The Rust Programming Language - Understanding Variable Bindings in Rust

In this Rust Programming tutorial, you'll understand Variable Bindings in Rust. Virtually every non-'Hello World’ Rust program uses variable bindings. They bind some value to a name, so it can be used later. let is used to introduce a binding.

Virtually every non-'Hello World’ Rust program uses variable bindings. They bind some value to a name, so it can be used later. let is used to introduce a binding, like this:

fn main() {
    let x = 5;
}

Putting fn main() { in each example is a bit tedious, so we’ll leave that out in the future. If you’re following along, make sure to edit your main() function, rather than leaving it off. Otherwise, you’ll get an error.

Patterns

In many languages, a variable binding would be called a variable, but Rust’s variable bindings have a few tricks up their sleeves. For example the left-hand side of a let statement is a ‘pattern’, not a variable name. This means we can do things like:

# #![allow(unused_variables)]
#fn main() {
let (x, y) = (1, 2);
#}

After this statement is evaluated, x will be one, and y will be two. Patterns are really powerful, and have their own section in the book.
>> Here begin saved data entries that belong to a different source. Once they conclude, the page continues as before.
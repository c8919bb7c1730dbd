//! Composition root for the character sandbox.
//!
//! The `sandbox` binary wires three pieces together:
//! - [`config`]: Settings loaded from the environment
//! - [`logging`]: `tracing` subscriber writing to stderr
//! - [`demo`]: The demonstration driver writing attack lines to stdout

pub mod config;
pub mod demo;
pub mod logging;

pub use config::{ClientConfig, ConfigError};
//! Client configuration loaded from the environment.
use std::env;

use tracing_subscriber::EnvFilter;

/// Default filter directive when `SANDBOX_LOG` is unset.
pub const DEFAULT_LOG_FILTER: &str = "warn";

#[derive(Debug, thiserror::Error)]
pub enum ConfigError {
    #[error("invalid log filter {value:?}")]
    InvalidLogFilter {
        value: String,
        #[source]
        source: tracing_subscriber::filter::ParseError,
    },
}

/// Diagnostics settings for the sandbox. Nothing here changes program output.
#[derive(Clone, Debug, PartialEq, Eq)]
pub struct ClientConfig {
    pub log_filter: String,
    pub log_ansi: bool,
    /// `SANDBOX_LOG` value replaced by the default because it did not parse.
    pub rejected_log_filter: Option<String>,
}

impl Default for ClientConfig {
    fn default() -> Self {
        Self {
            log_filter: DEFAULT_LOG_FILTER.to_owned(),
            log_ansi: false,
            rejected_log_filter: None,
        }
    }
}

impl ClientConfig {
    /// Construct configuration from process environment variables.
    ///
    /// Environment variables:
    /// - `SANDBOX_LOG` - Log filter directive (default: `warn`)
    /// - `SANDBOX_LOG_ANSI` - Colorize stderr logs (default: false)
    ///
    /// Unparsable values fall back to their defaults.
    pub fn from_env() -> Self {
        Self::from_lookup(|key| env::var(key).ok())
    }

    /// Like [`ClientConfig::from_env`], but rejects an invalid `SANDBOX_LOG`.
    pub fn try_from_env() -> Result<Self, ConfigError> {
        Self::try_from_lookup(|key| env::var(key).ok())
    }

    /// Builds configuration from an arbitrary key lookup.
    ///
    /// An invalid filter directive is recorded in `rejected_log_filter` and
    /// replaced by [`DEFAULT_LOG_FILTER`].
    pub fn from_lookup<F>(lookup: F) -> Self
    where
        F: Fn(&str) -> Option<String>,
    {
        let mut config = Self::read(lookup);
        if config.env_filter().is_err() {
            let rejected =
                std::mem::replace(&mut config.log_filter, DEFAULT_LOG_FILTER.to_owned());
            config.rejected_log_filter = Some(rejected);
        }
        config
    }

    /// Builds configuration from an arbitrary key lookup, failing on an
    /// invalid filter directive.
    pub fn try_from_lookup<F>(lookup: F) -> Result<Self, ConfigError>
    where
        F: Fn(&str) -> Option<String>,
    {
        let config = Self::read(lookup);
        config.env_filter()?;
        Ok(config)
    }

    /// Parses the configured filter directive.
    pub fn env_filter(&self) -> Result<EnvFilter, ConfigError> {
        EnvFilter::try_new(&self.log_filter).map_err(|source| ConfigError::InvalidLogFilter {
            value: self.log_filter.clone(),
            source,
        })
    }

    fn read<F>(lookup: F) -> Self
    where
        F: Fn(&str) -> Option<String>,
    {
        let mut config = Self::default();

        if let Some(filter) = lookup("SANDBOX_LOG") {
            let filter = filter.trim();
            if !filter.is_empty() {
                config.log_filter = filter.to_owned();
            }
        }

        if let Some(ansi) = lookup("SANDBOX_LOG_ANSI").and_then(|v| v.trim().parse::<bool>().ok())
        {
            config.log_ansi = ansi;
        }

        config
    }
}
We don’t need those features for now, so we’ll keep this in the back of our minds as we go forward.

Type annotations

Rust is a statically typed language, which means that we specify our types up front, and they’re checked at compile time. So why does our first example compile? Well, Rust has this thing called ‘type inference’. If it can figure out what the type of something is, Rust doesn’t require you to explicitly type it out.
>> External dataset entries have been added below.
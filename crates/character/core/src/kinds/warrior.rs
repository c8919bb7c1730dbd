use std::io::Write;

use crate::{AttackError, Character, CharacterClass};

/// Melee fighter armed with a sword.
#[derive(Clone, Copy, Debug, Default, PartialEq, Eq)]
pub struct Warrior;

impl Warrior {
    pub const fn new() -> Self {
        Self
    }
}

impl Character for Warrior {
    const CLASS: CharacterClass = CharacterClass::Warrior;

    fn execute_attack<W: Write + ?Sized>(&mut self, out: &mut W) -> Result<(), AttackError> {
        writeln!(out, "Warrior uses sword")?;
        Ok(())
    }
}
We can add the type if we want to, though. Types come after a colon (:):

# #![allow(unused_variables)]
#fn main() {
let x: i32 = 5;
#}

If I asked you to read this out loud to the rest of the class, you’d say “x is a binding with the type i32 and the value 5.”

In this case we chose to represent x as a 32-bit signed integer. Rust has many different primitive integer types. They begin with i for signed integers and u for unsigned integers. The possible integer sizes are 8, 16, 32, and 64 bits.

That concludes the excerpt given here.